A meeting with Mexico's President Vicente Fox, a strong opponent of America's position on Iraq, is inevitable, given that he is the summit's host, but the Administration must prioritize the use of the President's remaining time for countries that support the war against terrorism, including Australia, the Philippines, Korea, and Japan. Because President Bush will have met with Chinese President Jiang Zemin before the October 25 summit, he presumably will already have reviewed U.S.-China concerns regarding the war against terrorism and the disarmament of Iraq. If this is the case, a U.S.-China bilateral meeting at APEC need not be a priority. The President of Indonesia should not get a meeting with President Bush.


Because of its sheer economic size, Japan may be considered APEC's principal Asian anchor. As the world's second largest economy, its economic stability and prosperity are essential to the future health of the global economy. Because of Japan's lackluster economic performance in the past decade, one of the most imperative topics at the APEC summit must be consideration of a means to restart the country's engine of growth.

Japan's banking system is saddled with approximately $425 billion in non-performing loans; deflation continues to be a lingering threat; and the lack of confidence in the immediate future is reflected by the Nikkei index (Japan's national stock index), which is hovering at 20-year lows.22 The crux of Japan's economic woes lies in the political deadlock in which its leader, Prime Minister Junichiro Koizumi, is mired. After two years of attempted reforms in the economic sector, his success has been lackluster.

President Bush should focus on giving Prime Minister Koizumi the political support he needs to continue the reform and restructuring of his nation's economy. Japan's forthright and valuable contribution to the U.S.-led war on terrorism throughout the past year confirms that this important ally stands behind the United States in its security objectives. It is now time to focus on the vitally important issue of economic recovery in Japan.


In the past year, Washington's ties with Seoul have been strained by a misplaced emphasis on a divergence in policies toward North Korea. Attention to such areas of division has served only to exacerbate misguided perceptions in South Korea regarding U.S. intentions, fueling a rise in anti-American sentiment as well as frustration in the United States.

In fact, South Korea remains one of the United States' most important allies in Asia, if not the world, and the values and goals the two countries have in common far outweigh their points of disagreement. President Bush, therefore, should turn the focus of the relationship with Korea away from a negative preoccupation with points of disagreement to emphasize their shared commitment to peace, stability, and economic prosperity in the region.
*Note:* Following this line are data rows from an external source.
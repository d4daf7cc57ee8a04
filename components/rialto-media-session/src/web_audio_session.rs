//! `WebAudioSession`: a two-pointer ring buffer over one Web Audio shared-
//! memory slot, feeding a single-source [`WebAudioPipelinePlayer`].

use parking_lot::Mutex;
use rialto_common::{Timer, TimerType};
use rialto_media_pipeline::WebAudioPipelinePlayer;
use rialto_shared_memory::{PlaybackKind, ShmRegion, SharedMemoryBuffer};
use rialto_shared_types::{Caps, RialtoError, RialtoResult, SourceType, WebAudioHandle};
use std::sync::atomic::{AtomicBool, AtomicU32, Ordering};
use std::sync::{Arc, Weak};
use std::time::Duration;

use crate::client::ClientNotifier;

const RETRY_PERIOD: Duration = Duration::from_millis(100);

/// The contiguous-plus-wrap region a client is permitted to write,
/// returned by `getBufferAvailable`.
#[derive(Debug, Clone, Copy, PartialEq, Eq)]
pub struct BufferAvailable {
    /// Offset of the main (non-wrapped) run.
    pub offset_main: u32,
    /// Length of the main run.
    pub length_main: u32,
    /// Offset of the wrapped run (the start of the slot).
    pub offset_wrap: u32,
    /// Length of the wrapped run; zero when the main run alone covers all
    /// free space.
    pub length_wrap: u32,
}

/// Fixed device characteristics returned by `getDeviceInfo`.
#[derive(Debug, Clone, Copy, PartialEq, Eq)]
pub struct DeviceInfo {
    /// The device's preferred frame count per `writeBuffer` call.
    pub preferred_frames: u32,
    /// The maximum frame count the slot can hold in one go.
    pub maximum_frames: u32,
    /// Always true: `writeBuffer` may legally return fewer frames than
    /// requested and retry later.
    pub support_deferred_play: bool,
}

struct Inner {
    handle: WebAudioHandle,
    #[allow(dead_code)]
    client: Weak<dyn ClientNotifier>,
    pipeline: WebAudioPipelinePlayer,
    shm: Arc<SharedMemoryBuffer>,
    region: ShmRegion,
    bytes_per_frame: u32,
    main_thread: rialto_worker::MainThread,
    client_id: rialto_worker::ClientId,
    write_cursor: AtomicU32,
    read_cursor: AtomicU32,
    expect_write_buffer: AtomicBool,
    eos_requested: AtomicBool,
    retry_timer: Mutex<Option<Timer>>,
    /// Set once, right after construction, so the retry timer can re-enter
    /// through a non-owning reference instead of keeping the session
    /// alive forever.
    self_weak: Mutex<Weak<Inner>>,
}

/// Per-handle façade over the Web Audio ring buffer and its pipeline.
pub struct WebAudioSession {
    inner: Arc<Inner>,
}

impl WebAudioSession {
    /// Creates a session over `handle`'s shared-memory partition (already
    /// mapped by the caller) and starts its pipeline.
    pub fn new(handle: WebAudioHandle, caps: Caps, client: Weak<dyn ClientNotifier>, shm: Arc<SharedMemoryBuffer>) -> RialtoResult<Self> {
        let region = shm
            .region(PlaybackKind::WebAudio, handle.as_raw(), SourceType::Audio)
            .map_err(|_| RialtoError::ShmExhausted)?;
        let pipeline = WebAudioPipelinePlayer::new(&format!("web-audio-{}", handle.as_raw()), &caps)?;
        pipeline.play()?;
        let bytes_per_frame = (caps.channels.unwrap_or(2) as u32 * 2).max(1);
        let main_thread = rialto_worker::MainThread::new(format!("web-audio-{}-main", handle.as_raw()));
        let client_id = main_thread.register_client();

        let inner = Arc::new(Inner {
            handle,
            client,
            pipeline,
            shm,
            region,
            bytes_per_frame,
            main_thread,
            client_id,
            write_cursor: AtomicU32::new(0),
            read_cursor: AtomicU32::new(0),
            expect_write_buffer: AtomicBool::new(false),
            eos_requested: AtomicBool::new(false),
            retry_timer: Mutex::new(None),
            self_weak: Mutex::new(Weak::new()),
        });
        *inner.self_weak.lock() = Arc::downgrade(&inner);

        Ok(Self { inner })
    }

    /// This session's handle.
    pub fn handle(&self) -> WebAudioHandle {
        self.inner.handle
    }

    fn run_sync<R, F>(&self, f: F) -> R
    where
        R: Send + 'static,
        F: FnOnce(&Inner) -> R + Send + 'static,
    {
        let inner = self.inner.clone();
        let result: Arc<Mutex<Option<R>>> = Arc::new(Mutex::new(None));
        let result2 = result.clone();
        self.inner.main_thread.enqueue_task_and_wait(self.inner.client_id, move || {
            *result2.lock() = Some(f(&inner));
        });
        result.lock().take().expect("task runs synchronously before enqueue_task_and_wait returns")
    }

    /// `getBufferAvailable()`: atomically returns the writable region and
    /// sets `expectWriteBuffer=true`.
    pub fn get_buffer_available(&self) -> BufferAvailable {
        self.run_sync(|inner| {
            let capacity = inner.region.length;
            let used = inner.write_cursor.load(Ordering::SeqCst) - inner.read_cursor.load(Ordering::SeqCst);
            let free = capacity.saturating_sub(used);
            let start = inner.write_cursor.load(Ordering::SeqCst) % capacity;
            let main_len = free.min(capacity - start);
            let wrap_len = free - main_len;
            inner.expect_write_buffer.store(true, Ordering::SeqCst);
            BufferAvailable {
                offset_main: inner.region.offset + start,
                length_main: main_len,
                offset_wrap: inner.region.offset,
                length_wrap: wrap_len,
            }
        })
    }

    /// `writeBuffer(numberOfFrames, _)`: advances the write cursor by the
    /// bytes the client just wrote and attempts to push the whole
    /// unconsumed range into the pipeline. Returns the number of frames
    /// actually pushed; if the pipeline wasn't ready, returns 0 and the
    /// bytes stay queued for the retry timer.
    pub fn write_buffer(&self, number_of_frames: u32) -> RialtoResult<u32> {
        self.run_sync(move |inner| {
            if !inner.expect_write_buffer.swap(false, Ordering::SeqCst) {
                return Err(RialtoError::InvalidState(
                    "writeBuffer called without a prior getBufferAvailable".into(),
                ));
            }
            let bytes = number_of_frames * inner.bytes_per_frame;
            inner.write_cursor.fetch_add(bytes, Ordering::SeqCst);
            Ok(drain(inner))
        })
    }

    /// `setEos()`: pushes end-of-stream once the ring is fully drained;
    /// otherwise defers until the retry timer empties it.
    pub fn set_eos(&self) -> RialtoResult<()> {
        self.run_sync(move |inner| {
            inner.eos_requested.store(true, Ordering::SeqCst);
            maybe_push_eos(inner)
        })
    }

    /// `getBufferDelay()`: frames queued in the pipeline plus frames
    /// queued but not yet pushed out of shared memory.
    pub fn get_buffer_delay(&self) -> u32 {
        self.run_sync(|inner| {
            let queued_in_shm = inner.write_cursor.load(Ordering::SeqCst) - inner.read_cursor.load(Ordering::SeqCst);
            let queued_in_pipeline = inner.pipeline.queued_bytes();
            (queued_in_shm + queued_in_pipeline as u32) / inner.bytes_per_frame
        })
    }

    /// `getDeviceInfo()`.
    pub fn get_device_info(&self) -> DeviceInfo {
        let region = self.inner.region;
        let bytes_per_frame = self.inner.bytes_per_frame;
        let maximum_frames = region.length / bytes_per_frame;
        DeviceInfo {
            preferred_frames: maximum_frames.min(640),
            maximum_frames,
            support_deferred_play: true,
        }
    }

    /// `ping(heartbeatHandler)`: enqueues a task whose sole effect is to
    /// complete the handler, so a deadlocked Web Audio session's MainThread
    /// is caught by the same healthcheck window as a media session's.
    pub fn ping(&self, handler: rialto_heartbeat::HeartbeatHandler) {
        self.inner.main_thread.enqueue_task(self.inner.client_id, move || {
            drop(handler);
        });
    }
}

/// Reads the unconsumed `[read_cursor, write_cursor)` range out of shared
/// memory (splitting at the ring boundary if it wraps) and pushes it into
/// the pipeline. Returns frames actually pushed.
fn drain(inner: &Inner) -> u32 {
    let read = inner.read_cursor.load(Ordering::SeqCst);
    let write = inner.write_cursor.load(Ordering::SeqCst);
    if write == read {
        return 0;
    }
    let capacity = inner.region.length;
    let pending = write - read;
    let start = read % capacity;
    let first_len = pending.min(capacity - start);

    let mut payload = match inner.shm.read_at(inner.region.offset + start, first_len) {
        Ok(bytes) => bytes,
        Err(e) => {
            tracing::warn!(handle = inner.handle.as_raw(), error = %e, "failed reading web audio ring, retrying later");
            schedule_retry(inner);
            return 0;
        }
    };
    if first_len < pending {
        match inner.shm.read_at(inner.region.offset, pending - first_len) {
            Ok(rest) => payload.extend(rest),
            Err(e) => {
                tracing::warn!(handle = inner.handle.as_raw(), error = %e, "failed reading wrapped web audio ring, retrying later");
                schedule_retry(inner);
                return 0;
            }
        }
    }

    match inner.pipeline.push_pcm(&payload) {
        Ok(()) => {
            inner.read_cursor.store(write, Ordering::SeqCst);
            cancel_retry(inner);
            let _ = maybe_push_eos(inner);
            pending / inner.bytes_per_frame
        }
        Err(e) => {
            tracing::debug!(handle = inner.handle.as_raw(), error = %e, "web audio pipeline not ready, deferring write");
            schedule_retry(inner);
            0
        }
    }
}

fn maybe_push_eos(inner: &Inner) -> RialtoResult<()> {
    if !inner.eos_requested.load(Ordering::SeqCst) {
        return Ok(());
    }
    if inner.read_cursor.load(Ordering::SeqCst) != inner.write_cursor.load(Ordering::SeqCst) {
        return Ok(());
    }
    inner.pipeline.end_of_stream()
}

fn schedule_retry(inner: &Inner) {
    let mut guard = inner.retry_timer.lock();
    if guard.is_some() {
        return;
    }
    let weak = inner.self_weak.lock().clone();
    let timer = Timer::new(
        RETRY_PERIOD,
        move || {
            if let Some(inner) = weak.upgrade() {
                let inner_task = inner.clone();
                inner.main_thread.enqueue_task(inner.client_id, move || {
                    drain(&inner_task);
                });
            }
        },
        TimerType::Periodic,
    );
    *guard = Some(timer);
}

fn cancel_retry(inner: &Inner) {
    if let Some(mut timer) = inner.retry_timer.lock().take() {
        timer.cancel();
    }
}

#[cfg(test)]
mod tests {
    #[test]
    fn device_info_caps_preferred_frames_at_640() {
        let region_length = 1024 * 1024u32;
        let bytes_per_frame = 4u32;
        let maximum_frames = region_length / bytes_per_frame;
        assert!(maximum_frames > 640);
        assert_eq!(maximum_frames.min(640), 640);
    }
}
//! Server-assigned identifiers.
//!
//! `sessionId` and `sourceId` are `int32`, server-assigned, and never reused
//! while the owning entity lives (data model invariant). A plain
//! monotonically-increasing counter per owning registry satisfies this for
//! the lifetime of a server process.

use std::fmt;
use std::sync::atomic::{AtomicI32, Ordering};

macro_rules! server_id {
    ($name:ident, $repr:ty, $doc:expr) => {
        #[doc = $doc]
        #[derive(Clone, Copy, PartialEq, Eq, Hash, PartialOrd, Ord)]
        pub struct $name($repr);

        impl $name {
            /// Wraps a raw value. Used by the assigning registry only.
            pub fn from_raw(value: $repr) -> Self {
                Self(value)
            }

            /// Returns the raw wire-form value.
            pub fn as_raw(&self) -> $repr {
                self.0
            }
        }

        impl fmt::Debug for $name {
            fn fmt(&self, f: &mut fmt::Formatter<'_>) -> fmt::Result {
                write!(f, "{}({})", stringify!($name), self.0)
            }
        }

        impl fmt::Display for $name {
            fn fmt(&self, f: &mut fmt::Formatter<'_>) -> fmt::Result {
                write!(f, "{}", self.0)
            }
        }
    };
}

server_id!(SessionId, i32, "Unique identifier for a media session.");
server_id!(SourceId, i32, "Identifier for a source within a session, unique within that session.");
server_id!(WebAudioHandle, i32, "Identifier for a Web Audio session.");
server_id!(ControlHandle, i32, "Identifier under which a client is registered with Control.");

/// Monotonically-increasing request id, scoped to a single session.
///
/// A `NeedData` is outstanding between send and a matching `haveData` that
/// carries the same `RequestId`; any other value is stale.
#[derive(Debug, Clone, Copy, PartialEq, Eq, Hash)]
pub struct RequestId(u32);

impl RequestId {
    /// Wraps a raw value.
    pub fn from_raw(value: u32) -> Self {
        Self(value)
    }

    /// Returns the raw value.
    pub fn as_raw(&self) -> u32 {
        self.0
    }
}

impl fmt::Display for RequestId {
    fn fmt(&self, f: &mut fmt::Formatter<'_>) -> fmt::Result {
        write!(f, "{}", self.0)
    }
}

/// Opaque id carried by the healthcheck `PingRequest`/`AckEvent` pair.
#[derive(Debug, Clone, Copy, PartialEq, Eq, Hash)]
pub struct PingId(u64);

impl PingId {
    /// Wraps a raw value.
    pub fn from_raw(value: u64) -> Self {
        Self(value)
    }

    /// Returns the raw value.
    pub fn as_raw(&self) -> u64 {
        self.0
    }
}

impl fmt::Display for PingId {
    fn fmt(&self, f: &mut fmt::Formatter<'_>) -> fmt::Result {
        write!(f, "{}", self.0)
    }
}

/// Generates ever-increasing `i32` ids for a single registry (e.g. one
/// `PlaybackService`'s session table).
///
/// # Examples
///
/// ```
/// use rialto_shared_types::{IdGenerator, SessionId};
///
/// let gen = IdGenerator::new();
/// let a: SessionId = gen.next();
/// let b: SessionId = gen.next();
/// assert_ne!(a, b);
/// ```
#[derive(Debug, Default)]
pub struct IdGenerator {
    next: AtomicI32,
}

impl IdGenerator {
    /// Creates a generator starting at zero.
    pub fn new() -> Self {
        Self {
            next: AtomicI32::new(0),
        }
    }

    /// Allocates the next id.
    pub fn next<T: From<i32>>(&self) -> T {
        T::from(self.next.fetch_add(1, Ordering::Relaxed))
    }
}

impl From<i32> for SessionId {
    fn from(value: i32) -> Self {
        Self::from_raw(value)
    }
}

impl From<i32> for SourceId {
    fn from(value: i32) -> Self {
        Self::from_raw(value)
    }
}

impl From<i32> for WebAudioHandle {
    fn from(value: i32) -> Self {
        Self::from_raw(value)
    }
}

impl From<i32> for ControlHandle {
    fn from(value: i32) -> Self {
        Self::from_raw(value)
    }
}

#[cfg(test)]
mod tests {
    use super::*;

    #[test]
    fn id_generator_never_repeats() {
        let gen = IdGenerator::new();
        let ids: Vec<SessionId> = (0..100).map(|_| gen.next()).collect();
        let mut seen = std::collections::HashSet::new();
        assert!(ids.into_iter().all(|id| seen.insert(id)));
    }

    #[test]
    fn display_matches_raw_value() {
        let id = SessionId::from_raw(42);
        assert_eq!(format!("{id}"), "42");
        assert_eq!(format!("{id:?}"), "SessionId(42)");
    }
}
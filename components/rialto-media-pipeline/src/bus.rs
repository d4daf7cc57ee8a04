//! Adapts a GStreamer [`gst::Bus`] to [`rialto_worker::Dispatcher`]'s
//! generic `BusPoller` trait.

use gstreamer as gst;
use gstreamer::prelude::*;
use rialto_worker::BusPoller;
use std::time::Duration;

/// Polls a pipeline's message bus with a bounded timeout.
pub struct GstBusPoller {
    bus: gst::Bus,
}

impl GstBusPoller {
    /// Wraps `bus`.
    pub fn new(bus: gst::Bus) -> Self {
        Self { bus }
    }
}

impl BusPoller for GstBusPoller {
    type Message = gst::Message;

    fn poll_timeout(&self, timeout: Duration) -> Option<gst::Message> {
        let clock_time = gst::ClockTime::from_mseconds(timeout.as_millis() as u64);
        self.bus.timed_pop(clock_time)
    }
}

/// A bus message translated to session-facing semantics. No `gst` type
/// escapes this module — `rialto-media-session` reacts to these without
/// taking a dependency on the streaming-media framework.
#[derive(Debug, Clone)]
pub enum BusEvent {
    /// The pipeline hit an unrecoverable error.
    Error {
        /// Human-readable detail, as reported by the framework.
        message: String,
    },
    /// A `qos` message reported frames dropped since the last report.
    Qos {
        /// Frames dropped.
        dropped: u64,
    },
    /// A previously issued seek or state change completed.
    AsyncDone,
}

/// Translates one bus message to a [`BusEvent`], or `None` for messages
/// this system doesn't act on.
pub fn translate_bus_message(message: &gst::Message) -> Option<BusEvent> {
    use gst::MessageView;
    match message.view() {
        MessageView::Error(err) => Some(BusEvent::Error {
            message: err.error().to_string(),
        }),
        MessageView::Qos(qos) => {
            let (_format, _processed, dropped) = qos.stats();
            Some(BusEvent::Qos { dropped })
        }
        MessageView::AsyncDone(_) => Some(BusEvent::AsyncDone),
        _ => None,
    }
}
Although North Korea remains an ongoing security issue, it is important to prioritize economic policies at the APEC summit, given that South Korea is now facing near-term economic problems. Although the South Korean economy has experienced a solid economic recovery since its crisis in 1997, registering an average growth of 5 percent to 6 percent this year, there are signs that it may be more unstable than it appears. For example, the spurt of economic growth in the previous three quarters has been, to a great extent, the result of a tremendous increase in domestic spending that has resulted in a sharp increase in consumer debt. This is a worrisome trend for the South Korean economy because of the under-regulated nature of this increase.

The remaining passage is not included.